**DATASET EXCERPTS**
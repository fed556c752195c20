//! Sass runtime values and their literal rendering.
//!
//! Copyright (c) 2025 Posit, PBC
//!
//! Values exchanged with the engine (custom function arguments and
//! results, map and list manipulation) form a closed tagged set.
//! [`Value::render`] produces the exact textual syntax the engine accepts
//! as an expression, so a rendered value can be spliced back into source
//! as a drop-in literal.
//!
//! [`Value::Error`] is terminal: any traversal that meets one stops and
//! propagates the message instead of recursing into it.

use indexmap::IndexMap;
use serde::{Deserialize, Serialize};
use thiserror::Error;

/// Kind tags matching the engine's enumeration of value types.
///
/// The numbering is stable and part of the exchange contract.
#[derive(Debug, Clone, Copy, PartialEq, Eq, Hash, Serialize, Deserialize)]
#[serde(rename_all = "lowercase")]
#[repr(u8)]
pub enum ValueKind {
    Null = 0,
    Boolean = 1,
    Number = 2,
    Color = 3,
    String = 4,
    List = 5,
    Error = 6,
    Map = 7,
}

impl ValueKind {
    /// The small-integer tag the engine uses for this kind.
    pub fn tag(self) -> u8 {
        self as u8
    }
}

/// List separator kind.
#[derive(Debug, Clone, Copy, Default, PartialEq, Eq, Serialize, Deserialize)]
#[serde(rename_all = "lowercase")]
pub enum Separator {
    #[default]
    Comma,
    Space,
    /// Separator not yet determined; renders like a comma list.
    Undetermined,
}

impl Separator {
    fn join_str(self) -> &'static str {
        match self {
            Separator::Space => " ",
            Separator::Comma | Separator::Undetermined => ", ",
        }
    }
}

/// An error value met while rendering or converting values.
#[derive(Debug, Clone, PartialEq, Eq, Error)]
#[error("{message}")]
pub struct ValueError {
    pub message: String,
}

/// Insertion-ordered mapping from rendered keys to values.
///
/// Iteration and rendering follow insertion order; equality ignores it,
/// so two maps holding the same pairs compare equal however they were
/// built. Inserting an existing key overwrites the value in place and
/// keeps the key's original position.
#[derive(Debug, Clone, Default, PartialEq, Serialize, Deserialize)]
pub struct SassMap {
    entries: IndexMap<String, Value>,
}

impl SassMap {
    pub fn new() -> Self {
        Self::default()
    }

    pub fn len(&self) -> usize {
        self.entries.len()
    }

    pub fn is_empty(&self) -> bool {
        self.entries.is_empty()
    }

    /// Insert a key/value pair, returning the previous value for the key
    /// if one existed.
    pub fn insert(&mut self, key: impl Into<String>, value: Value) -> Option<Value> {
        self.entries.insert(key.into(), value)
    }

    pub fn get(&self, key: &str) -> Option<&Value> {
        self.entries.get(key)
    }

    pub fn contains_key(&self, key: &str) -> bool {
        self.entries.contains_key(key)
    }

    /// Entries in insertion order.
    pub fn iter(&self) -> indexmap::map::Iter<'_, String, Value> {
        self.entries.iter()
    }

    /// Render as an engine-compatible `(key: value, ...)` literal.
    ///
    /// The empty map renders as `()`. Keys are emitted as stored; values
    /// render through their own literal form.
    pub fn render(&self) -> Result<String, ValueError> {
        let mut rendered = Vec::with_capacity(self.entries.len());
        for (key, value) in &self.entries {
            rendered.push(format!("{}: {}", key, value.render()?));
        }
        Ok(format!("({})", rendered.join(", ")))
    }
}

impl<K: Into<String>> FromIterator<(K, Value)> for SassMap {
    fn from_iter<I: IntoIterator<Item = (K, Value)>>(iter: I) -> Self {
        let mut map = SassMap::new();
        for (key, value) in iter {
            map.insert(key, value);
        }
        map
    }
}

impl<K: Into<String>> Extend<(K, Value)> for SassMap {
    fn extend<I: IntoIterator<Item = (K, Value)>>(&mut self, iter: I) {
        for (key, value) in iter {
            self.insert(key, value);
        }
    }
}

impl IntoIterator for SassMap {
    type Item = (String, Value);
    type IntoIter = indexmap::map::IntoIter<String, Value>;

    fn into_iter(self) -> Self::IntoIter {
        self.entries.into_iter()
    }
}

impl<'a> IntoIterator for &'a SassMap {
    type Item = (&'a String, &'a Value);
    type IntoIter = indexmap::map::Iter<'a, String, Value>;

    fn into_iter(self) -> Self::IntoIter {
        self.entries.iter()
    }
}

/// A Sass runtime value.
#[derive(Debug, Clone, PartialEq, Serialize, Deserialize)]
pub enum Value {
    /// The Sass `null` literal.
    Null,
    Boolean(bool),
    /// A number with a unit suffix; the unit is empty for unitless numbers.
    Number { value: f64, unit: String },
    /// Red, green and blue channels in 0-255, alpha in 0.0-1.0.
    Color {
        red: f64,
        green: f64,
        blue: f64,
        alpha: f64,
    },
    String { text: String, quoted: bool },
    List {
        items: Vec<Value>,
        separator: Separator,
    },
    /// Terminal error value; propagates through value algorithms.
    Error { message: String },
    Map(SassMap),
}

impl Value {
    /// An unquoted string value.
    pub fn string(text: impl Into<String>) -> Self {
        Value::String {
            text: text.into(),
            quoted: false,
        }
    }

    /// A quoted string value.
    pub fn quoted(text: impl Into<String>) -> Self {
        Value::String {
            text: text.into(),
            quoted: true,
        }
    }

    /// A unitless number.
    pub fn number(value: f64) -> Self {
        Value::Number {
            value,
            unit: String::new(),
        }
    }

    pub fn number_with_unit(value: f64, unit: impl Into<String>) -> Self {
        Value::Number {
            value,
            unit: unit.into(),
        }
    }

    /// An opaque color. Channels are clamped to 0-255.
    pub fn rgb(red: f64, green: f64, blue: f64) -> Self {
        Self::rgba(red, green, blue, 1.0)
    }

    /// A color with alpha. Channels are clamped to 0-255, alpha to 0-1.
    pub fn rgba(red: f64, green: f64, blue: f64, alpha: f64) -> Self {
        Value::Color {
            red: red.clamp(0.0, 255.0),
            green: green.clamp(0.0, 255.0),
            blue: blue.clamp(0.0, 255.0),
            alpha: alpha.clamp(0.0, 1.0),
        }
    }

    pub fn list(items: Vec<Value>, separator: Separator) -> Self {
        Value::List { items, separator }
    }

    pub fn error(message: impl Into<String>) -> Self {
        Value::Error {
            message: message.into(),
        }
    }

    pub fn kind(&self) -> ValueKind {
        match self {
            Value::Null => ValueKind::Null,
            Value::Boolean(_) => ValueKind::Boolean,
            Value::Number { .. } => ValueKind::Number,
            Value::Color { .. } => ValueKind::Color,
            Value::String { .. } => ValueKind::String,
            Value::List { .. } => ValueKind::List,
            Value::Error { .. } => ValueKind::Error,
            Value::Map(_) => ValueKind::Map,
        }
    }

    /// The small-integer tag the engine uses for this value's kind.
    pub fn tag(&self) -> u8 {
        self.kind().tag()
    }

    pub fn is_null(&self) -> bool {
        matches!(self, Value::Null)
    }

    pub fn is_error(&self) -> bool {
        matches!(self, Value::Error { .. })
    }

    /// Render this value as an engine-compatible literal.
    ///
    /// Quoted strings wrap in double quotes without further escaping:
    /// callers supply already-valid literal text. Meeting an error value
    /// anywhere in the tree short-circuits the rendering.
    pub fn render(&self) -> Result<String, ValueError> {
        match self {
            Value::Null => Ok("null".to_string()),
            Value::Boolean(value) => Ok(value.to_string()),
            Value::Number { value, unit } => Ok(format!("{}{}", format_number(*value), unit)),
            Value::Color {
                red,
                green,
                blue,
                alpha,
            } => {
                let (red, green, blue) = (
                    format_number(*red),
                    format_number(*green),
                    format_number(*blue),
                );
                if (*alpha - 1.0).abs() < f64::EPSILON {
                    Ok(format!("rgb({red}, {green}, {blue})"))
                } else {
                    Ok(format!(
                        "rgba({red}, {green}, {blue}, {})",
                        format_number(*alpha)
                    ))
                }
            }
            Value::String { text, quoted } => {
                if *quoted {
                    Ok(format!("\"{text}\""))
                } else {
                    Ok(text.clone())
                }
            }
            Value::List { items, separator } => {
                if items.is_empty() {
                    return Ok("()".to_string());
                }
                let mut rendered = Vec::with_capacity(items.len());
                for item in items {
                    rendered.push(item.render()?);
                }
                Ok(rendered.join(separator.join_str()))
            }
            Value::Error { message } => Err(ValueError {
                message: message.clone(),
            }),
            Value::Map(map) => map.render(),
        }
    }
}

**INSTRUCTIONS FOR THE TASK**
Of the lines above, output exactly those from the line bearing "pub fn number(value: f64)" through the line bearing "pub fn rgb(red: f64, green: f64, blue: f64)", inclusive.

**ANSWER TO THIS TASK**
    pub fn number(value: f64) -> Self {
        Value::Number {
            value,
            unit: String::new(),
        }
    }

    pub fn number_with_unit(value: f64, unit: impl Into<String>) -> Self {
        Value::Number {
            value,
            unit: unit.into(),
        }
    }

    /// An opaque color. Channels are clamped to 0-255.
    pub fn rgb(red: f64, green: f64, blue: f64) -> Self {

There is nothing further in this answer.